Sube hasta el primer piso. Muchos jubilados. Pide hablar con el médico; el que hace las recetas, especifica. Debe esperar. Espera mucho. La indignación se le convierte en bronca. Sentado a su lado, un anciano le suelta un discurso complicado:
–Vea, el plan es la esclavitud mundial, el FMI y el Banco Mundial son propiedad en un 50 por ciento del Tesoro de los Estados Unidos, vea, esto es mercado coercitivo, es la guerra, vea, Bush pidió que la Argentina le entregue el gasoducto a Enron a la quinta parte del valor, hay un plan secreto para la Argentina firmado por el director del Banco Mundial, para destruirla, en complicidad con los argentinos vendepatria, claro... Vea, la llaman...
Al gordo arrellanado en el sillón el sudor le cae desde la frente hasta el mentón. Demasiado para esa estufita, piensa ella, y de inmediato se da cuenta de que ese tipo no está con la paciencia suficiente como para hablar con otra vieja loca, una más, que reclama lo que le corresponde.
–Necesito una receta para comprar la medicación para la presión, el hipotiroidismo, la autorización para el análisis de sangre completo y un electrocardiograma porque, si no, en el Rivadavia no me lo hacen...
–Autorización sí, pero no se emiten más recetas, tiene que comprar la medicación por su cuenta. Hay farmacias que hacen hasta el 25 por ciento de descuento por pago en efectivo, es cuestión de caminar un poco... (Sonríe, se rasca la panza y la camisa le queda afuera.) –Tengo... (No se anima a decir que a su edad le cuesta mucho caminar y que aunque pudiera...) ¡Mire, exijo lo que me corresponde! Cada estudio que tengo que hacerme me sale $ 50...
–Debe tener mucha plata, usted... (Sonríe, se rasca, el labio inferior le cuelga, se pasa la lengua, parece que eructa.)
–Cada receta... (para ignorar la ironía, piensa que al hospital hay que ir a las 3 de la mañana para sacar número) me sale $ 150...
–Debe tener mucha plata, usted... (La mira sobrador, sonríe.) Se ve que sabe vestir...
–Quiero... (tiene ganas de decirle que es un cerdo, pero se siente desprotegida) saber adónde va a parar el 13 por ciento que nos hacen de descuento por mes a los jubilados.
–¿Y qué sé yo...? Pregúntele al gobierno... Pídale una entrevista al Presidente... (Vuelve a rascarse, eructa, sí, pone cara de listo-ya-está-basta-picátelas.) Yo sólo cumplo con mi trabajo... (El labio sigue colgando, se sonríe y le tiembla todo el cuerpo, se rasca, ahora bosteza.)
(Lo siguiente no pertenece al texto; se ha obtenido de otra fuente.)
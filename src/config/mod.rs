use once_cell::sync::Lazy;
use serde::{Deserialize, Serialize};
use std::env;
use std::time::Duration;

#[derive(Debug, Clone, Serialize, Deserialize)]
pub struct AppConfig {
    pub environment: Environment,
    pub auth: AuthConfig,
    pub database: DatabaseConfig,
    pub api: ApiConfig,
    pub security: SecurityConfig,
}

#[derive(Debug, Clone, Serialize, Deserialize)]
pub enum Environment {
    Development,
    Staging,
    Production,
}

/// How permissions embedded in internally issued tokens are treated
#[derive(Debug, Clone, Copy, PartialEq, Eq, Serialize, Deserialize)]
#[serde(rename_all = "snake_case")]
pub enum InternalPermissionPolicy {
    /// Embedded permissions are the identity's permissions
    Token,
    /// Permissions are reloaded from the permission store on every request
    Storage,
}

impl InternalPermissionPolicy {
    pub fn parse(value: &str) -> Option<Self> {
        match value.trim().to_ascii_lowercase().as_str() {
            "token" => Some(Self::Token),
            "storage" | "db" | "database" => Some(Self::Storage),
            _ => None,
        }
    }
}

#[derive(Debug, Clone, Serialize, Deserialize)]
pub struct AuthConfig {
    pub azure_tenant_id: String,
    pub azure_client_id: String,
    /// Overrides the tenant-derived JWKS endpoint (sovereign clouds, local testing)
    pub jwks_uri: Option<String>,
    pub jwt_secret: String,
    pub jwt_expiry_hours: u64,
    pub jwks_cache_max_entries: usize,
    pub jwks_cache_max_age_secs: u64,
    pub internal_permissions: InternalPermissionPolicy,
}

impl AuthConfig {
    pub fn jwks_uri(&self) -> String {
        match &self.jwks_uri {
            Some(uri) => uri.clone(),
            None => format!(
                "https://login.microsoftonline.com/{}/discovery/v2.0/keys",
                self.azure_tenant_id
            ),
        }
    }

    /// Both issuer forms Azure AD puts in access tokens (v2 and v1 endpoints)
    pub fn accepted_issuers(&self) -> [String; 2] {
        [
            format!("https://login.microsoftonline.com/{}/v2.0", self.azure_tenant_id),
            format!("https://sts.windows.net/{}/", self.azure_tenant_id),
        ]
    }

    pub fn jwks_cache_max_age(&self) -> Duration {
        Duration::from_secs(self.jwks_cache_max_age_secs)
    }
}

#[derive(Debug, Clone, Serialize, Deserialize)]
pub struct DatabaseConfig {
    pub url: Option<String>,
    pub max_connections: u32,
    pub connection_timeout: u64,
}

#[derive(Debug, Clone, Serialize, Deserialize)]
pub struct ApiConfig {
    pub port: u16,
    pub enable_request_logging: bool,
}

#[derive(Debug, Clone, Serialize, Deserialize)]
pub struct SecurityConfig {
    pub cors_origins: Vec<String>,
    pub upstream_timeout_secs: u64,
}

impl AppConfig {
    pub fn from_env() -> Self {
        let environment = match env::var("APP_ENV").as_deref() {
            Ok("production") | Ok("prod") => Environment::Production,
            Ok("staging") | Ok("stage") => Environment::Staging,
            _ => Environment::Development,
        };

        // Set defaults based on environment, then override with specific env vars
        match environment {
            Environment::Production => Self::production(),
            Environment::Staging => Self::staging(),
            Environment::Development => Self::development(),
        }
        .with_env_overrides()
    }

    fn with_env_overrides(mut self) -> Self {
        // Auth overrides
        if let Ok(v) = env::var("AZURE_TENANT_ID") {
            self.auth.azure_tenant_id = v;
        }
        if let Ok(v) = env::var("AZURE_CLIENT_ID") {
            self.auth.azure_client_id = v;
        }
        if let Ok(v) = env::var("AZURE_JWKS_URI") {
            self.auth.jwks_uri = Some(v).filter(|s| !s.trim().is_empty());
        }
        if let Ok(v) = env::var("JWT_SECRET") {
            self.auth.jwt_secret = v;
        }
        if let Ok(v) = env::var("JWT_EXPIRY_HOURS") {
            self.auth.jwt_expiry_hours = v.parse().unwrap_or(self.auth.jwt_expiry_hours);
        }
        if let Ok(v) = env::var("JWKS_CACHE_MAX_ENTRIES") {
            self.auth.jwks_cache_max_entries = v.parse().unwrap_or(self.auth.jwks_cache_max_entries);
        }
        if let Ok(v) = env::var("JWKS_CACHE_MAX_AGE_SECS") {
            self.auth.jwks_cache_max_age_secs = v.parse().unwrap_or(self.auth.jwks_cache_max_age_secs);
        }
        if let Ok(v) = env::var("INTERNAL_PERMISSIONS") {
            self.auth.internal_permissions =
                InternalPermissionPolicy::parse(&v).unwrap_or(self.auth.internal_permissions);
        }

        // Database overrides
        if let Ok(v) = env::var("DATABASE_URL") {
            self.database.url = Some(v).filter(|s| !s.trim().is_empty());
        }
        if let Ok(v) = env::var("DATABASE_MAX_CONNECTIONS") {
            self.database.max_connections = v.parse().unwrap_or(self.database.max_connections);
        }
        if let Ok(v) = env::var("DATABASE_CONNECTION_TIMEOUT") {
            self.database.connection_timeout = v.parse().unwrap_or(self.database.connection_timeout);
        }

        // API overrides
        if let Some(port) = env::var("BIZDESK_API_PORT")
            .ok()
            .or_else(|| env::var("PORT").ok())
            .and_then(|s| s.parse::<u16>().ok())
        {
            self.api.port = port;
        }
        if let Ok(v) = env::var("API_ENABLE_REQUEST_LOGGING") {
            self.api.enable_request_logging = v.parse().unwrap_or(self.api.enable_request_logging);
        }

        // Security overrides
        if let Ok(v) = env::var("SECURITY_CORS_ORIGINS") {
            self.security.cors_origins = v.split(',').map(|s| s.trim().to_string()).collect();
        }
        if let Ok(v) = env::var("SECURITY_UPSTREAM_TIMEOUT_SECS") {
            self.security.upstream_timeout_secs = v.parse().unwrap_or(self.security.upstream_timeout_secs);
        }

        self
    }

    fn auth_defaults(internal_permissions: InternalPermissionPolicy, jwt_expiry_hours: u64) -> AuthConfig {
        AuthConfig {
            azure_tenant_id: String::new(),
            azure_client_id: String::new(),
            jwks_uri: None,
            jwt_secret: String::new(),
            jwt_expiry_hours,
            jwks_cache_max_entries: 5,
            jwks_cache_max_age_secs: 10 * 60,
            internal_permissions,
        }
    }

    pub fn development() -> Self {
        Self {
            environment: Environment::Development,
            auth: Self::auth_defaults(InternalPermissionPolicy::Token, 24),
            database: DatabaseConfig {
                url: None,
                max_connections: 10,
                connection_timeout: 30,
            },
            api: ApiConfig {
                port: 3000,
                enable_request_logging: true,
            },
            security: SecurityConfig {
                cors_origins: vec!["http://localhost:3000".to_string(), "http://localhost:5173".to_string()],
                upstream_timeout_secs: 10,
            },
        }
    }

    pub fn staging() -> Self {
        Self {
            environment: Environment::Staging,
            auth: Self::auth_defaults(InternalPermissionPolicy::Storage, 24),
            database: DatabaseConfig {
                url: None,
                max_connections: 20,
                connection_timeout: 10,
            },
            api: ApiConfig {
                port: 3000,
                enable_request_logging: true,
            },
            security: SecurityConfig {
                cors_origins: vec!["https://staging.example.com".to_string()],
                upstream_timeout_secs: 5,
            },
        }
    }

    pub fn production() -> Self {
        Self {
            environment: Environment::Production,
            auth: Self::auth_defaults(InternalPermissionPolicy::Storage, 8),
            database: DatabaseConfig {
                url: None,
                max_connections: 50,
                connection_timeout: 5,
            },
            api: ApiConfig {
                port: 3000,
                enable_request_logging: false,
            },
            security: SecurityConfig {
                cors_origins: vec!["https://app.example.com".to_string()],
                upstream_timeout_secs: 5,
            },
        }
    }
}

// Global singleton config - initialized once at startup
pub static CONFIG: Lazy<AppConfig> = Lazy::new(AppConfig::from_env);

// Convenience function for accessing config
pub fn config() -> &'static AppConfig {
    &CONFIG
}

#[macro_export]
macro_rules! is_development {
    () => {
        matches!($crate::config::CONFIG.environment, $crate::config::Environment::Development)
    };
}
La mujer mira alrededor buscando ayuda para hacer lo pensado, pero no se anima. Para darse fuerzas piensa en las dos mujeres del banco: la que se quiso incendiar a lo bonzo y la que amenazó con suicidarse tirándose desde el segundo piso. Aprieta el frasquito, pero se da cuenta de que no es tan valiente para tomarse el veneno y así salir en televisión y lograr que la respeten. Respira muy hondo... Debe hacerse respetar de algún modo ante este gordo miserable que cobra su buen sueldo todos los meses. Se pone de pie para retirarse con dignidad, con la categoría que siempre tuvo, antes de que aparezcan las lágrimas y se desmorone su espíritu. Abre la puerta y ve montones de jubilados como ella. Vuelve y le da un espectacular cachetazo y hay ruido a cristales rotos. Sale. La aplauden.